## BRIEF
The expected answer is the set of lines in the data below between the line holding "Write one pixel; coordinates wrap." and the line holding "assert!(fb.draw_sprite(12, 7, &sprite));", inclusive, written out exactly.
>>>
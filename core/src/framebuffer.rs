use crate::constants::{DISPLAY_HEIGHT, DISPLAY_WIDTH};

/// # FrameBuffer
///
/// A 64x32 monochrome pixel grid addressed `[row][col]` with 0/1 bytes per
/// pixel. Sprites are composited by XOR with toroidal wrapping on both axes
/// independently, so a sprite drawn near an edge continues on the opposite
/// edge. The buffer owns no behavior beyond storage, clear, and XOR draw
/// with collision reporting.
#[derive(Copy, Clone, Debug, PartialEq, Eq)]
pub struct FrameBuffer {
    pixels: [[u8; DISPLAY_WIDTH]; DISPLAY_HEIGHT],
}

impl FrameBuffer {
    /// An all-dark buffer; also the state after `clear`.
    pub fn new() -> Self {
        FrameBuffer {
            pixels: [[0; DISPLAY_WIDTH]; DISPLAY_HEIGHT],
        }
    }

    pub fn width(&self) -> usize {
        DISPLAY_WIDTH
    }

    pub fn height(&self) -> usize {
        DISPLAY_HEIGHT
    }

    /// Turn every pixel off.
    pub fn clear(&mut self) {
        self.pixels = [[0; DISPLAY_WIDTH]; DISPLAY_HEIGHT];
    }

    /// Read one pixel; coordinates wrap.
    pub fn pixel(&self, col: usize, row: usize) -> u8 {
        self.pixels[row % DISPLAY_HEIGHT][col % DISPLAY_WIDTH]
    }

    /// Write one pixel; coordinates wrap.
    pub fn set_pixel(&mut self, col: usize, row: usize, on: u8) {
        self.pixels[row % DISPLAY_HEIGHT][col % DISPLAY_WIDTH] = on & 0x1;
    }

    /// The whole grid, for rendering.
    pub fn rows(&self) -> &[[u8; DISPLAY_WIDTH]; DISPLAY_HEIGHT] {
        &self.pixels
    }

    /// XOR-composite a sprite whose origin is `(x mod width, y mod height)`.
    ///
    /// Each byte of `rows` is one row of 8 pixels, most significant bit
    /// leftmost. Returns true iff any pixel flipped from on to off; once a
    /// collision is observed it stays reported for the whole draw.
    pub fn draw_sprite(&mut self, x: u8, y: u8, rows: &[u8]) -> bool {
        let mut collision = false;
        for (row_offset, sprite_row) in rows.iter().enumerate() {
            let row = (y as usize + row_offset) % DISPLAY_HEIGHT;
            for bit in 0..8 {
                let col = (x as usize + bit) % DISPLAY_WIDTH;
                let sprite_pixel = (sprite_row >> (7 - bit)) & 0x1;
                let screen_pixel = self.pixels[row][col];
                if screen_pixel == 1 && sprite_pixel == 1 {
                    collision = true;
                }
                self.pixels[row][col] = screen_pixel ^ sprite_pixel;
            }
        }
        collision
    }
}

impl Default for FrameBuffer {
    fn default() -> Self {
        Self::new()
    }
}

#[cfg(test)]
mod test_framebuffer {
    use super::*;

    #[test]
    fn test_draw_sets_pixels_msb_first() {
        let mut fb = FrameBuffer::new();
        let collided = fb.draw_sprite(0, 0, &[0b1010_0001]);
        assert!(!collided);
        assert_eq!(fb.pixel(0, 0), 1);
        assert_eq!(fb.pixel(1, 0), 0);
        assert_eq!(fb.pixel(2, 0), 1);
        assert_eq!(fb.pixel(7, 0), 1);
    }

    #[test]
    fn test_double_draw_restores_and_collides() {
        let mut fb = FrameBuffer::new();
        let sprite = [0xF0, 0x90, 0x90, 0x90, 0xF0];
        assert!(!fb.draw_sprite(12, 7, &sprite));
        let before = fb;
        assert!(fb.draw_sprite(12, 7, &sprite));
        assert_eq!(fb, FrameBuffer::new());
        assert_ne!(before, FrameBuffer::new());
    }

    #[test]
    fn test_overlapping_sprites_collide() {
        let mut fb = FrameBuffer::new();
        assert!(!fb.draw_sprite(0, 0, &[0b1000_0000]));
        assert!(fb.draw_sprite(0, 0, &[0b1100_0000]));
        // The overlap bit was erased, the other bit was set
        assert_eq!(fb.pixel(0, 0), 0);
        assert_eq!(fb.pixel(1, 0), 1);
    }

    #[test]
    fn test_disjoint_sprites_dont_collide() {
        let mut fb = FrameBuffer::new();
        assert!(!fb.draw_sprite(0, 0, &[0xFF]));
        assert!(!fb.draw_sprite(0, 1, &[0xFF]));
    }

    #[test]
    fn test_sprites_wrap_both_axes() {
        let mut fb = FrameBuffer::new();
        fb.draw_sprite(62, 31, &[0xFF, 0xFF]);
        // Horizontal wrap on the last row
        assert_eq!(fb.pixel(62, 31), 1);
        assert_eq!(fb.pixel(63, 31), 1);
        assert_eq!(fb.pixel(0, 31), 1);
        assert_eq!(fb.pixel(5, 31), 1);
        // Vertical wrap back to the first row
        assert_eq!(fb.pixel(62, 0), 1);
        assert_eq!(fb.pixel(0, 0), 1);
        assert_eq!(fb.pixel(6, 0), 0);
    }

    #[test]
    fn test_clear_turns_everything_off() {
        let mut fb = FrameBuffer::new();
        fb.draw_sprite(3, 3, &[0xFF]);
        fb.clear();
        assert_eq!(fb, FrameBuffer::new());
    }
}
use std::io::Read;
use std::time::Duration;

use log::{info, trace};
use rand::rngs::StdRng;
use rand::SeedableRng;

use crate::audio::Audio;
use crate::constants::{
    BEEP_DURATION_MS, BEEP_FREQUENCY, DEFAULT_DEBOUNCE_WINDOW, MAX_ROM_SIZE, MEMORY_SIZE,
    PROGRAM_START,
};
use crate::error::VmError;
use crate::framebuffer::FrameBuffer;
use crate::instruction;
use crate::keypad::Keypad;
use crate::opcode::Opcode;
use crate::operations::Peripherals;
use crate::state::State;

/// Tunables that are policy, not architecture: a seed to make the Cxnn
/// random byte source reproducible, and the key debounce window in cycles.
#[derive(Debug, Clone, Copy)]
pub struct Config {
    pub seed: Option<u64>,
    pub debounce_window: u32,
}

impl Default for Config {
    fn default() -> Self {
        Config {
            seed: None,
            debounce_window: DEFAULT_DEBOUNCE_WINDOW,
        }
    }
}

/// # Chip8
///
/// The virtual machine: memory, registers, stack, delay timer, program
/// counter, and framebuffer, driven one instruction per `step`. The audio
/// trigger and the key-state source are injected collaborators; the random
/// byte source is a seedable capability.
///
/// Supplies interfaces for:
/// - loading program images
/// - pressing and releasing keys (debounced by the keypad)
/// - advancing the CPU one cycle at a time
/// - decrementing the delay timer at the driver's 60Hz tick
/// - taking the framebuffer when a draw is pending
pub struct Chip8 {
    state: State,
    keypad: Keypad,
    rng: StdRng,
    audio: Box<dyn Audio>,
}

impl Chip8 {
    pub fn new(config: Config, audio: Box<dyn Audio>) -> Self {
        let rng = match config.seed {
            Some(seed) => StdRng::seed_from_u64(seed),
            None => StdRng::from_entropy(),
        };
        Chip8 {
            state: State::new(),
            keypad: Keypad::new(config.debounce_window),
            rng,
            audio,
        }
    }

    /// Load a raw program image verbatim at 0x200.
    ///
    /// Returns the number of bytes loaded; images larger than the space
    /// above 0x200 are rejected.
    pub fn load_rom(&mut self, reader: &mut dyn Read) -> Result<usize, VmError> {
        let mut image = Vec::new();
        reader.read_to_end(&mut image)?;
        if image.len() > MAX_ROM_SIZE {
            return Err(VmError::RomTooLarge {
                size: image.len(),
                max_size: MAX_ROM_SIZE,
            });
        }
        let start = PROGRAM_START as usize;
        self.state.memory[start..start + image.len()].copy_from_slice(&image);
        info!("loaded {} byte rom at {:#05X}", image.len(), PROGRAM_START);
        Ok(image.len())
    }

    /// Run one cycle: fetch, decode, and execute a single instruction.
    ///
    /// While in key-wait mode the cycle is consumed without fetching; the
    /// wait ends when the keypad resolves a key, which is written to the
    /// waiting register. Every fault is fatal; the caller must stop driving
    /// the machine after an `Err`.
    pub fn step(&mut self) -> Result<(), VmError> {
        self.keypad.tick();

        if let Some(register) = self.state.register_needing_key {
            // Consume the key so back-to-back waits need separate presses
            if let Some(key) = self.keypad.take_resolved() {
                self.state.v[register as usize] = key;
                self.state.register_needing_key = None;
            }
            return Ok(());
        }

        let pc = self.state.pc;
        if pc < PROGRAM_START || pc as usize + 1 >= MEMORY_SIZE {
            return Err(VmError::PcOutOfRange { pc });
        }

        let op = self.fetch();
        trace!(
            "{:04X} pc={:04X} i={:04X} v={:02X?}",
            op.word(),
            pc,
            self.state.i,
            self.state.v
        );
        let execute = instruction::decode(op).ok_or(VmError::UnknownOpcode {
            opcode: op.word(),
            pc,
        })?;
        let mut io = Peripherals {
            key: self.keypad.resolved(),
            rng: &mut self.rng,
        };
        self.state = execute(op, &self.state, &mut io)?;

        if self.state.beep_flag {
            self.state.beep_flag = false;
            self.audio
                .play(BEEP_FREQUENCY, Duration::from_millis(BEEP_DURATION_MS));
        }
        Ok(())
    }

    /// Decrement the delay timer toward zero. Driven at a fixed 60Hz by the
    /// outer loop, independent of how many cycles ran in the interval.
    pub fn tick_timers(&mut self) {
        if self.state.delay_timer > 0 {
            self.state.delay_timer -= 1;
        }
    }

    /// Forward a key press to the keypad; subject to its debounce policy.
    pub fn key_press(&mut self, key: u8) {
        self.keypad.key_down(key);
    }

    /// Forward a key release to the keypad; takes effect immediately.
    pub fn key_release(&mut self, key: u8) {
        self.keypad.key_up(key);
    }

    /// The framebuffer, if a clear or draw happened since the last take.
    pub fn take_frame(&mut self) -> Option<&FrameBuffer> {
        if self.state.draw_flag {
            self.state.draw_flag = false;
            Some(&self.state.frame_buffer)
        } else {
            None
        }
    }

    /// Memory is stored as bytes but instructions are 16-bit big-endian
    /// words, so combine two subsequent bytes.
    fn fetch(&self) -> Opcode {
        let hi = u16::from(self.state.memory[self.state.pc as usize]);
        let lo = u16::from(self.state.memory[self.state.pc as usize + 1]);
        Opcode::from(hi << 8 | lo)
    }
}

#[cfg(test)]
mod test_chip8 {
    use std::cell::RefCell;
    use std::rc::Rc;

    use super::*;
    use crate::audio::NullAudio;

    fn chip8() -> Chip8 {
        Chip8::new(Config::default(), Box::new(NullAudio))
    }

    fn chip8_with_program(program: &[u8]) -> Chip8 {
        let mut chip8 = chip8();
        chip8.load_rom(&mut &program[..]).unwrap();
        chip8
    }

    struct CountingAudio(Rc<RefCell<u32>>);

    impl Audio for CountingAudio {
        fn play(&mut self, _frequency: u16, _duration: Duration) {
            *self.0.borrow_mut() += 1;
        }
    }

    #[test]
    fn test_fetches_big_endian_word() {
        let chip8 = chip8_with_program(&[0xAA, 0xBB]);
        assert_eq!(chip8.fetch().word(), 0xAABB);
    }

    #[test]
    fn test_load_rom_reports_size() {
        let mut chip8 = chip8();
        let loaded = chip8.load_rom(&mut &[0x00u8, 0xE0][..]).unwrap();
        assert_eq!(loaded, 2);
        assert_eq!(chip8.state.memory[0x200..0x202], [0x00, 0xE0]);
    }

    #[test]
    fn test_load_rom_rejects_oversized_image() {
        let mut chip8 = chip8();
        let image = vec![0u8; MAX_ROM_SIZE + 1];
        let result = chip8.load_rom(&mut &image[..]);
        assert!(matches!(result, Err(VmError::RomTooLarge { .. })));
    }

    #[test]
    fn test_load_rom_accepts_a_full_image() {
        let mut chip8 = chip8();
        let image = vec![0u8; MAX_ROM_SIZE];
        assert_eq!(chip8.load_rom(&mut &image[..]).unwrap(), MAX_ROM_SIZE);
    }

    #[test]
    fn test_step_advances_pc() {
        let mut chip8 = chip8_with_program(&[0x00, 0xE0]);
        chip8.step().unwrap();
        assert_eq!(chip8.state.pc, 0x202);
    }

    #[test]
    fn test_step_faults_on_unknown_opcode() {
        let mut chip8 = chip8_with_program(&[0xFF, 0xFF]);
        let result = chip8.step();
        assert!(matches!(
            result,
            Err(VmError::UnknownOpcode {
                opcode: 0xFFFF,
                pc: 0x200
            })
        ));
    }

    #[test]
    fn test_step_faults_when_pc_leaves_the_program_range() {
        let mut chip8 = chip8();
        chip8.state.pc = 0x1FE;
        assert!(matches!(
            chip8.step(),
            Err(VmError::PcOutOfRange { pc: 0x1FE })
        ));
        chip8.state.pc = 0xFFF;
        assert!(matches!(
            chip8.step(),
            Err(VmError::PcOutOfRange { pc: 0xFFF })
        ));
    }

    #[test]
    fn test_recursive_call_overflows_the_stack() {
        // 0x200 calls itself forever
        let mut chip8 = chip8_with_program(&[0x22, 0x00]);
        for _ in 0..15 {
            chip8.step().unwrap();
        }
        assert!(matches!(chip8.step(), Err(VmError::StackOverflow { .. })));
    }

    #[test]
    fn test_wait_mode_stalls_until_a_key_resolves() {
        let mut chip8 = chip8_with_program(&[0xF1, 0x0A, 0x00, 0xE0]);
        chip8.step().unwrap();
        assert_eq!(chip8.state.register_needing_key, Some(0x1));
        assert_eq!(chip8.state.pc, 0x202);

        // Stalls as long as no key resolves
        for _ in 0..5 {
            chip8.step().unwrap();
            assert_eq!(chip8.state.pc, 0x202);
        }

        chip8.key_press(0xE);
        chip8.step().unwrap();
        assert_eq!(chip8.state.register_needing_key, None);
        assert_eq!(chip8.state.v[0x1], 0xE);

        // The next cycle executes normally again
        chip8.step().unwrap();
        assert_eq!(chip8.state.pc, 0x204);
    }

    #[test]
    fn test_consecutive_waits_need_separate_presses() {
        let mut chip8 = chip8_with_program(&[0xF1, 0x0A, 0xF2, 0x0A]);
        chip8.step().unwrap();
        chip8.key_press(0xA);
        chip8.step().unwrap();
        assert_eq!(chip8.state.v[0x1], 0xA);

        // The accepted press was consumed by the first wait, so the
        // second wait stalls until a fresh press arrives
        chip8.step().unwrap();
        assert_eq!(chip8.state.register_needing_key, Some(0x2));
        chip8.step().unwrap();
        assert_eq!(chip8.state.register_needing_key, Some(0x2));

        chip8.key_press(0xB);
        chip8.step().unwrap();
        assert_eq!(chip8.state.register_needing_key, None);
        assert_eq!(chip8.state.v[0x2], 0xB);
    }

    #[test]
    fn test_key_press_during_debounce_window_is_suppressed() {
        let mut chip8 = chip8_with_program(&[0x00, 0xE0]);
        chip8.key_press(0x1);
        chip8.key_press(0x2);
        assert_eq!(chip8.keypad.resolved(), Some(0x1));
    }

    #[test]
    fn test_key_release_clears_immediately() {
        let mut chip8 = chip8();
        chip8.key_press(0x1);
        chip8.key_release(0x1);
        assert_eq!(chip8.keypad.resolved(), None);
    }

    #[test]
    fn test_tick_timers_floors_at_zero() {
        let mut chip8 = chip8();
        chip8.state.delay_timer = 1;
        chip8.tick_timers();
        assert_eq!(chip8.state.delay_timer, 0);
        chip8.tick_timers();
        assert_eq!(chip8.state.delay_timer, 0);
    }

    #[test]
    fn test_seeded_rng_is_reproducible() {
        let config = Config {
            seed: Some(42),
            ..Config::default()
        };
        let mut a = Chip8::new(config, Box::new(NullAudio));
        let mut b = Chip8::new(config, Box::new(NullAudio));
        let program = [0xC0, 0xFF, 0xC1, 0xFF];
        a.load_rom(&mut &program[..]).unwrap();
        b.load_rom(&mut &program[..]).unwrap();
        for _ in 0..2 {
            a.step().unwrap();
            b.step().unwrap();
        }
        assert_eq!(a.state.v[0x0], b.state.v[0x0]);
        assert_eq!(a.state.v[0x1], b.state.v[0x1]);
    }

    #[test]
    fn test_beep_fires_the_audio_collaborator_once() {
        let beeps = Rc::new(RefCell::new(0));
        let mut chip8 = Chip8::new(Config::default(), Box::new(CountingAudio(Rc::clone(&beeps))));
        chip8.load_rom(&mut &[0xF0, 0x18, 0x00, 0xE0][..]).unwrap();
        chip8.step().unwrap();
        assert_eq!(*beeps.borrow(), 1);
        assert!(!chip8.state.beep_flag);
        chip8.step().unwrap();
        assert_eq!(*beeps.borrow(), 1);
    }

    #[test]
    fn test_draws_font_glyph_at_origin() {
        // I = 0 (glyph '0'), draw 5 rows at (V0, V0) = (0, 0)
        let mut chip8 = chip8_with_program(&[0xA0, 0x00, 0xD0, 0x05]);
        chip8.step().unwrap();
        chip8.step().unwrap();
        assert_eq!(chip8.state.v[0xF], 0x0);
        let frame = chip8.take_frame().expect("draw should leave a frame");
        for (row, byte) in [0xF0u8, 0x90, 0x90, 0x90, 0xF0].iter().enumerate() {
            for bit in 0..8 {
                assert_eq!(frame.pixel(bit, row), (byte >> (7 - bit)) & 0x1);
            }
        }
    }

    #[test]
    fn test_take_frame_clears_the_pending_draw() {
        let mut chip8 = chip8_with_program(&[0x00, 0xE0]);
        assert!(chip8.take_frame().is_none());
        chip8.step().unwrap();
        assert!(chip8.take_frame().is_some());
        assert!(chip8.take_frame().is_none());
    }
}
<<<
## SOLUTION TO THE EXERCISE
    /// Write one pixel; coordinates wrap.
    pub fn set_pixel(&mut self, col: usize, row: usize, on: u8) {
        self.pixels[row % DISPLAY_HEIGHT][col % DISPLAY_WIDTH] = on & 0x1;
    }

    /// The whole grid, for rendering.
    pub fn rows(&self) -> &[[u8; DISPLAY_WIDTH]; DISPLAY_HEIGHT] {
        &self.pixels
    }

    /// XOR-composite a sprite whose origin is `(x mod width, y mod height)`.
    ///
    /// Each byte of `rows` is one row of 8 pixels, most significant bit
    /// leftmost. Returns true iff any pixel flipped from on to off; once a
    /// collision is observed it stays reported for the whole draw.
    pub fn draw_sprite(&mut self, x: u8, y: u8, rows: &[u8]) -> bool {
        let mut collision = false;
        for (row_offset, sprite_row) in rows.iter().enumerate() {
            let row = (y as usize + row_offset) % DISPLAY_HEIGHT;
            for bit in 0..8 {
                let col = (x as usize + bit) % DISPLAY_WIDTH;
                let sprite_pixel = (sprite_row >> (7 - bit)) & 0x1;
                let screen_pixel = self.pixels[row][col];
                if screen_pixel == 1 && sprite_pixel == 1 {
                    collision = true;
                }
                self.pixels[row][col] = screen_pixel ^ sprite_pixel;
            }
        }
        collision
    }
}

impl Default for FrameBuffer {
    fn default() -> Self {
        Self::new()
    }
}

#[cfg(test)]
mod test_framebuffer {
    use super::*;

    #[test]
    fn test_draw_sets_pixels_msb_first() {
        let mut fb = FrameBuffer::new();
        let collided = fb.draw_sprite(0, 0, &[0b1010_0001]);
        assert!(!collided);
        assert_eq!(fb.pixel(0, 0), 1);
        assert_eq!(fb.pixel(1, 0), 0);
        assert_eq!(fb.pixel(2, 0), 1);
        assert_eq!(fb.pixel(7, 0), 1);
    }

    #[test]
    fn test_double_draw_restores_and_collides() {
        let mut fb = FrameBuffer::new();
        let sprite = [0xF0, 0x90, 0x90, 0x90, 0xF0];
        assert!(!fb.draw_sprite(12, 7, &sprite));
        let before = fb;
        assert!(fb.draw_sprite(12, 7, &sprite));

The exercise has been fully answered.